Why are homomorphisms of groups the best choice of morphisms in category of groups? Well, "groups" in the question could be replaced by orther algebraic structures.
For example, why don't we let the morphisms be maps between groups not preserving group structure? 
The reason I think of is that if we do this, when defining object by universal property, we just get objects up to bijection, rather than up to isomorphism of groups, which is not the way we want them behave.
But are there some other reasons? 
 A: Let's say that you have two groups: $G$ and $H$, for example
$$G=\{0,1,2,3\}$$
$$H=\{5,6,7,8\}$$
I didn't define what group operations are on both $G,H$ but is that necessary? Yes, it is, because we know that there are two groups of order $4$ up to isomorphism. But functions that do not preserve group structure do not care about that. From function's point of view these two groups are the same.
But wait, up to what? Here's the problem. Let's say that $G=\{0,1,2\}$ and since it is of order $3$ then we know that there is a unique (up to isomorphism) group structure on $G$. But we can define a group structure on $G$ in multiple ways (for example by having $0$, $1$ or $2$ as the neutral element) but in reality they are all the same because we can freely "translate" the group structure between them. It's a matter of looking at $G$ from a proper angle.

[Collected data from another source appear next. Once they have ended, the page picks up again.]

//! Request/response types for the intake endpoints.

use ingest_engine::Protocol;
use serde::Serialize;

/// Direct-mode reply: the issue the payload was recorded against.
#[derive(Debug, Serialize)]
pub struct StoredResponse {
  pub id: i64,
}

/// Queue-mode reply.
#[derive(Debug, Serialize)]
pub struct QueuedResponse {
  pub queued: bool,
}

/// Fields of an `X-Sentry-Auth` header the intake cares about.
#[derive(Debug, Default, Clone, PartialEq, Eq)]
pub struct SentryAuth {
  pub version: Option<String>,
  pub key: Option<String>,
  pub client: Option<String>,
}

impl SentryAuth {
  /// Parse `Sentry sentry_version=7, sentry_key=abc, sentry_client=raven-js/3.0`.
  ///
  /// Unknown keys are ignored; a malformed header yields empty fields.
  pub fn parse(header: &str) -> Self {
    let fields = header.trim();
    let fields = fields.strip_prefix("Sentry").unwrap_or(fields);

    let mut auth = Self::default();
    for pair in fields.split(',') {
      let Some((key, value)) = pair.split_once('=') else {
        continue;
      };
      let value = Some(value.trim().to_string());
      match key.trim() {
        "sentry_version" => auth.version = value,
        "sentry_key" => auth.key = value,
        "sentry_client" => auth.client = value,
        _ => {}
      }
    }
    auth
  }

  pub fn protocol(&self) -> Protocol {
    self
      .version
      .as_deref()
      .map(Protocol::from_sentry_version)
      .unwrap_or(Protocol::Legacy)
  }
}

#[cfg(test)]
mod tests {
  use super::*;

  #[test]
  fn parses_version_and_key() {
    let auth = SentryAuth::parse("Sentry sentry_version=7, sentry_key=abc123, sentry_client=raven-js/3.27");
    assert_eq!(auth.version.as_deref(), Some("7"));
    assert_eq!(auth.key.as_deref(), Some("abc123"));
    assert_eq!(auth.client.as_deref(), Some("raven-js/3.27"));
    assert_eq!(auth.protocol(), Protocol::Modern);
  }

  #[test]
  fn older_or_missing_version_is_legacy() {
    assert_eq!(SentryAuth::parse("Sentry sentry_version=4").protocol(), Protocol::Legacy);
    assert_eq!(SentryAuth::parse("garbage").protocol(), Protocol::Legacy);
    assert_eq!(SentryAuth::default().protocol(), Protocol::Legacy);
  }
}
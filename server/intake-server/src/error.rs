//! Intake failures and their HTTP mapping.

use axum::http::StatusCode;
use axum::response::{IntoResponse, Response};
use axum::Json;
use ingest_engine::types::ErrorOutput;
use ingest_engine::{DecodeError, IngestError, QueueError, StoreError};
use thiserror::Error;
use tracing::{error, warn};

#[derive(Debug, Error)]
pub enum IntakeError {
  #[error(transparent)]
  Decode(#[from] DecodeError),

  #[error("store: {0}")]
  Store(#[from] StoreError),

  #[error("enqueue: {0}")]
  Enqueue(#[from] QueueError),
}

impl From<IngestError> for IntakeError {
  fn from(e: IngestError) -> Self {
    match e {
      IngestError::Decode(e) => Self::Decode(e),
      IngestError::Store(e) => Self::Store(e),
    }
  }
}

impl IntakeError {
  pub fn status(&self) -> StatusCode {
    match self {
      Self::Decode(_) => StatusCode::BAD_REQUEST,
      Self::Store(_) => StatusCode::INTERNAL_SERVER_ERROR,
      Self::Enqueue(_) => StatusCode::SERVICE_UNAVAILABLE,
    }
  }
}

impl IntoResponse for IntakeError {
  fn into_response(self) -> Response {
    let status = self.status();
    let body = match &self {
      Self::Decode(e) => {
        warn!(stage = %e.stage, reason = %e.reason, "rejected undecodable payload");
        ErrorOutput::new(e.reason.clone()).with_stage(e.stage.as_str())
      }
      other => {
        error!(error = %other, "intake failed");
        ErrorOutput::new(other.to_string())
      }
    };
    (status, Json(body)).into_response()
  }
}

So what is that "translation"? Nothing else then an invertible homomorphism, i.e. an isomorphism. Necessity is the mother of invention.
So the reason we use homomorphisms is simply because it is a tool that allows us to analyze relationships between groups. Functions that do not preserve group structure don't really tell us much about that relationship.
Now we can obviously analyze the category of groups with simple functions as morphism. But we don't do that because that doesn't lead to anything useful. Simple as that.
Final note: it doesn't mean that the classical homorphism is the best choice. It only means that it is a better choice then plain functions and we didn't find a better candidate yet. But note that sometimes new candidates for morphisms do appear almost like out of nowhere, e.g. the case of the homotopy category.